The problem is that this “shortcut” approach means that doctors tend to become lazy . Their clinical skills atrophy . In order to make a diagnosis of anemia , rather than look at the colour of the nail or the conjunctiva, they find it much easier to just order a CBC. And they can easily justify this course of action. Not only will the CBC report be much more accurate and reliable ( because it is objective), it will tell you what the exact hemoglobin level is – and even give you clues as to what the cause for the anemia is !
Doesn’t it make sense to use lab and imaging technology , so that you can help the patient more efficiently ? The answer is yes – and also no !
While images , lab test results and scans provide useful information , the fact of the matter is that we do not treat images and lab test results - we treat patients . The danger is that because we’ve become so focused on these investigations , we are starting to lose sight of the patient altogether .
Sitting down and taking a history allows the doctor to understand the patient – his doubts, fears, and expectations of the consultation.
However, technological intrusion gets between the doctor and patient and disrupts the doctor-patient relationship. There are some famous venture capitalists like Vinod Khosla who believe that machines will replace 80% of doctors. The reality is far more nuanced and complex !
It’s possible that technology may replace the clinical examination , so that rather than use a stethoscope to listen to a heart murmur, and then try to figure out what the diseased valve is ( an exercise which requires considerable skill, logic, experience and expertise), and then order to an echocardiogram to confirm your clinical impression, it's much easier to just order an echocardiogram , which gives you a far more elaborate and accurate of how the valves and working ; and to what degree they have been damaged. Thus, the appropriate use of technology can help the doctor to reduce diagnostic puzzles and cut down the amount of time they need to spend on doing a clinical examination .
However, the easy availability of so much technology means that doctors are going to have to spend even more time talking to the patient. After all, the doctor still needs to decide which test is appropriate; in which sequence the tests need to be ordered; and he needs a clinical context in which to interpret the results. After all, the big difference between the technician doing the echocardiogram and the doctor is that the doctor is a clinician – he has to make decisions as to what the patient needs, while the technician needs to simply report the results his clever machine generates.
There is no need to mourn the loss of some of the diagnostic clinical skills which the doctors of yore
( who did not have scans to assist them) had developed over the years. Many of these “clinical signs” described in the textbooks of physical examination have become obsolete and irrelevant, and rightly so. After all, with the passage of time, we need to advance and acquire new skills.

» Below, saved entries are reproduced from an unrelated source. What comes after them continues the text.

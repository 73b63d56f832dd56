//! SQLite warehouse: fact tables, execution audit log, load checks
//!
//! One connection per open; the schema is created idempotently so a
//! fresh database file is usable immediately. Fact tables key on
//! (rate_date, base_currency, quote_currency).

use crate::error::Result;
use crate::stage::{StageStatus, StageStep};
use crate::types::{CrossRate, YtdMetric};
use chrono::NaiveDate;
use rusqlite::{params, Connection};
use std::path::Path;

/// Provider name recorded on every daily fact row
const RATE_SOURCE: &str = "Frankfurter";

/// Row counts and coverage reported after a load
#[derive(Debug, Clone, PartialEq)]
pub struct LoadSummary {
    pub daily_row_count: u64,
    pub ytd_row_count: u64,
    pub max_date: Option<NaiveDate>,
    pub distinct_pair_count: u64,
}

/// Handle to the warehouse database
pub struct Warehouse {
    conn: Connection,
}

impl Warehouse {
    /// Open (or create) the warehouse at the given path
    pub fn open(path: &Path) -> Result<Self> {
        let conn = Connection::open(path)?;
        let warehouse = Self { conn };
        warehouse.create_tables()?;
        Ok(warehouse)
    }

    /// Open a throwaway in-memory warehouse
    pub fn open_in_memory() -> Result<Self> {
        let conn = Connection::open_in_memory()?;
        let warehouse = Self { conn };
        warehouse.create_tables()?;
        Ok(warehouse)
    }

    fn create_tables(&self) -> Result<()> {
        self.conn.execute_batch(
            "CREATE TABLE IF NOT EXISTS fact_fx_rates_daily (
                rate_date      TEXT NOT NULL,
                base_currency  TEXT NOT NULL,
                quote_currency TEXT NOT NULL,
                exchange_rate  REAL NOT NULL,
                source         TEXT NOT NULL,
                updated_at     TEXT NOT NULL DEFAULT CURRENT_TIMESTAMP,
                PRIMARY KEY (rate_date, base_currency, quote_currency)
            );
            CREATE TABLE IF NOT EXISTS fact_fx_rates_ytd (
                rate_date      TEXT NOT NULL,
                base_currency  TEXT NOT NULL,
                quote_currency TEXT NOT NULL,
                ytd_avg_rate   REAL NOT NULL,
                ytd_min_rate   REAL NOT NULL,
                ytd_max_rate   REAL NOT NULL,
                ytd_first_rate REAL NOT NULL,
                ytd_last_rate  REAL NOT NULL,
                ytd_days_count INTEGER NOT NULL,
                ytd_variance   REAL,
                ytd_std_dev    REAL,
                ytd_change_pct REAL NOT NULL,
                PRIMARY KEY (rate_date, base_currency, quote_currency)
            );
            CREATE TABLE IF NOT EXISTS pipeline_execution_log (
                id               INTEGER PRIMARY KEY AUTOINCREMENT,
                pipeline_step    TEXT NOT NULL,
                status           TEXT NOT NULL,
                rows_processed   INTEGER NOT NULL DEFAULT 0,
                error_message    TEXT,
                duration_seconds INTEGER,
                executed_at      TEXT NOT NULL DEFAULT CURRENT_TIMESTAMP
            );",
        )?;
        Ok(())
    }

    /// Upsert daily cross rates keyed on (date, base, quote)
    ///
    /// Re-loading the same date overwrites the rate and refreshes
    /// `updated_at` instead of growing the table. Runs in a single
    /// transaction.
    pub fn upsert_cross_rates(&mut self, rows: &[CrossRate]) -> Result<usize> {
        let tx = self.conn.transaction()?;
        {
            let mut stmt = tx.prepare(
                "INSERT INTO fact_fx_rates_daily
                     (rate_date, base_currency, quote_currency, exchange_rate, source)
                 VALUES (?1, ?2, ?3, ?4, ?5)
                 ON CONFLICT (rate_date, base_currency, quote_currency) DO UPDATE SET
                     exchange_rate = excluded.exchange_rate,
                     updated_at = CURRENT_TIMESTAMP",
            )?;
            for row in rows {
                stmt.execute(params![
                    row.rate_date,
                    row.base_currency.code(),
                    row.quote_currency.code(),
                    row.exchange_rate,
                    RATE_SOURCE,
                ])?;
            }
        }
        tx.commit()?;
        Ok(rows.len())
    }

    /// Replace YTD metrics for the covered dates only
    ///
    /// Deletes existing rows date by date, never the whole table, then
    /// inserts the new rows; delete and insert share one transaction.
    pub fn replace_ytd_metrics(
        &mut self,
        rows: &[YtdMetric],
        dates_covered: &[NaiveDate],
    ) -> Result<usize> {
        let tx = self.conn.transaction()?;
        {
            let mut delete = tx.prepare("DELETE FROM fact_fx_rates_ytd WHERE rate_date = ?1")?;
            for date in dates_covered {
                delete.execute(params![date])?;
            }

            let mut insert = tx.prepare(
                "INSERT INTO fact_fx_rates_ytd
                     (rate_date, base_currency, quote_currency, ytd_avg_rate,
                      ytd_min_rate, ytd_max_rate, ytd_first_rate, ytd_last_rate,
                      ytd_days_count, ytd_variance, ytd_std_dev, ytd_change_pct)
                 VALUES (?1, ?2, ?3, ?4, ?5, ?6, ?7, ?8, ?9, ?10, ?11, ?12)",
            )?;
            for row in rows {
                insert.execute(params![
                    row.rate_date,
                    row.base_currency.code(),
                    row.quote_currency.code(),
                    row.ytd_avg_rate,
                    row.ytd_min_rate,
                    row.ytd_max_rate,
                    row.ytd_first_rate,
                    row.ytd_last_rate,
                    row.ytd_days_count,
                    row.ytd_variance,
                    row.ytd_std_dev,
                    row.ytd_change_pct,
                ])?;
            }
        }
        tx.commit()?;
        Ok(rows.len())
    }

    /// Append one audit record, best-effort
    ///
    /// Audit bookkeeping must never take a stage down with it, so any
    /// database error here is downgraded to a warning.
    pub fn append_audit(
        &self,
        step: StageStep,
        status: StageStatus,
        rows_processed: u64,
        error_message: Option<&str>,
        duration_seconds: Option<u64>,
    ) {
        let result = self.conn.execute(
            "INSERT INTO pipeline_execution_log
                 (pipeline_step, status, rows_processed, error_message, duration_seconds)
             VALUES (?1, ?2, ?3, ?4, ?5)",
            params![
                step.as_str(),
                status.as_str(),
                rows_processed as i64,
                error_message,
                duration_seconds.map(|secs| secs as i64),
            ],
        );
        if let Err(e) = result {
            log::warn!("Could not append audit record for {step} stage: {e}");
        }
    }

    /// Post-load sanity counts over the fact tables
    pub fn verify_load(&self) -> Result<LoadSummary> {
        let daily_row_count: i64 =
            self.conn
                .query_row("SELECT COUNT(*) FROM fact_fx_rates_daily", [], |row| {
                    row.get(0)
                })?;
        let ytd_row_count: i64 =
            self.conn
                .query_row("SELECT COUNT(*) FROM fact_fx_rates_ytd", [], |row| {
                    row.get(0)
                })?;
        let max_date: Option<NaiveDate> =
            self.conn
                .query_row("SELECT MAX(rate_date) FROM fact_fx_rates_daily", [], |row| {
                    row.get(0)
                })?;
        let distinct_pair_count: i64 = self.conn.query_row(
            "SELECT COUNT(DISTINCT base_currency || '/' || quote_currency)
             FROM fact_fx_rates_daily",
            [],
            |row| row.get(0),
        )?;

        Ok(LoadSummary {
            daily_row_count: daily_row_count as u64,
            ytd_row_count: ytd_row_count as u64,
            max_date,
            distinct_pair_count: distinct_pair_count as u64,
        })
    }
}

However, the danger is that if we spend so much time looking at scans and making sense of lab results, we may start forgetting that we are dealing with a human being . This would be a tragic loss . The magic sauce which doctors bring to medicine is the fact that they are human, and can interact with the patient on a one on one basis. A doctor does not just provide the patient with a diagnosis ( though this is often the most exciting and glamorous portion of medicine). He also provides the patient a shoulder to cry on – and this can never be replaced by a machine or a computer .
Smart doctors not use technology selectively, as a supplementary tool to enhance their ability to help their patients to heal. The bedrock of their interaction with the patient is the consultation – the conversation which they have with the patient ( something which is sadly very underrated, and is often delegated to assistants and juniors, because it is seen as being below the doctor’s dignity !)

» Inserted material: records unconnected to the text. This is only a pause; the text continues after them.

//! Core record types flowing between the pipeline stages
//!
//! Field order on each struct matches the column order of the CSV file
//! that carries it, so the `csv` crate serializes headers directly from
//! the struct definitions.

use crate::currency::Currency;
use chrono::NaiveDate;
use serde::{Deserialize, Serialize};

/// Decimal digits kept on derived exchange rates
pub const RATE_DECIMALS: u32 = 8;

/// Decimal digits kept on percentage metrics
pub const PCT_DECIMALS: u32 = 4;

/// One EUR-based observation as fetched from the rate source
#[derive(Debug, Clone, PartialEq, Serialize, Deserialize)]
pub struct RawRate {
    pub rate_date: NaiveDate,
    pub base_currency: Currency,
    pub quote_currency: Currency,
    pub exchange_rate: f64,
}

impl RawRate {
    /// Create a raw observation; the source quotes everything against EUR
    pub fn new(rate_date: NaiveDate, quote_currency: Currency, exchange_rate: f64) -> Self {
        Self {
            rate_date,
            base_currency: Currency::EUR,
            quote_currency,
            exchange_rate,
        }
    }
}

/// A derived rate for one ordered currency pair on one date
#[derive(Debug, Clone, PartialEq, Serialize, Deserialize)]
pub struct CrossRate {
    pub rate_date: NaiveDate,
    pub base_currency: Currency,
    pub quote_currency: Currency,
    pub exchange_rate: f64,
}

impl CrossRate {
    pub fn new(
        rate_date: NaiveDate,
        base_currency: Currency,
        quote_currency: Currency,
        exchange_rate: f64,
    ) -> Self {
        Self {
            rate_date,
            base_currency,
            quote_currency,
            exchange_rate,
        }
    }
}

/// Year-to-date statistics for one pair as of one date
///
/// `ytd_variance` and `ytd_std_dev` are `None` when the window holds a
/// single observation, mirroring the NULL stored in the warehouse.
#[derive(Debug, Clone, PartialEq, Serialize, Deserialize)]
pub struct YtdMetric {
    pub rate_date: NaiveDate,
    pub base_currency: Currency,
    pub quote_currency: Currency,
    pub ytd_avg_rate: f64,
    pub ytd_min_rate: f64,
    pub ytd_max_rate: f64,
    pub ytd_first_rate: f64,
    pub ytd_last_rate: f64,
    pub ytd_days_count: u32,
    pub ytd_variance: Option<f64>,
    pub ytd_std_dev: Option<f64>,
    pub ytd_change_pct: f64,
}

/// Column names of a row type, in struct field order
///
/// The csv serializer only learns a header from a row it writes, so
/// outputs with zero rows take theirs from here.
pub trait CsvColumns {
    const COLUMNS: &'static [&'static str];
}

impl CsvColumns for RawRate {
    const COLUMNS: &'static [&'static str] =
        &["rate_date", "base_currency", "quote_currency", "exchange_rate"];
}

impl CsvColumns for CrossRate {
    const COLUMNS: &'static [&'static str] =
        &["rate_date", "base_currency", "quote_currency", "exchange_rate"];
}

impl CsvColumns for YtdMetric {
    const COLUMNS: &'static [&'static str] = &[
        "rate_date",
        "base_currency",
        "quote_currency",
        "ytd_avg_rate",
        "ytd_min_rate",
        "ytd_max_rate",
        "ytd_first_rate",
        "ytd_last_rate",
        "ytd_days_count",
        "ytd_variance",
        "ytd_std_dev",
        "ytd_change_pct",
    ];
}

/// Round to eight decimal places (exchange rate precision)
pub fn round_rate(value: f64) -> f64 {
    round_to(value, RATE_DECIMALS)
}

/// Round to four decimal places (percentage precision)
pub fn round_pct(value: f64) -> f64 {
    round_to(value, PCT_DECIMALS)
}

fn round_to(value: f64, decimals: u32) -> f64 {
    let factor = 10f64.powi(decimals as i32);
    (value * factor).round() / factor
}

They will use the clinical history to intelligently order tests, which they can then interpret correctly , because they are aware of the clinic context. They use their relationship with the patient , not only for diagnostic and technical purposes , but also to make sure that their patient can trust them.
Sometimes doctors forget the basics. They get so enamored with the newest technology , that they often end up routinely over-testing all their patients. This produces a large number of incidental abnormalities, which the doctor then chases up even further – and he loses sight of the problem with which the patient first came to him to solve.
Thus, many gynecologists find that they can get much more information about the patient’s pelvic anatomy by doing a vaginal ultrasound scan, rather than the old-fashioned pelvic examination. This is all for the best. However, which scan to do , and how to make sense of the scan results depends upon their ability to take a clinical history – and they cannot short cut this process.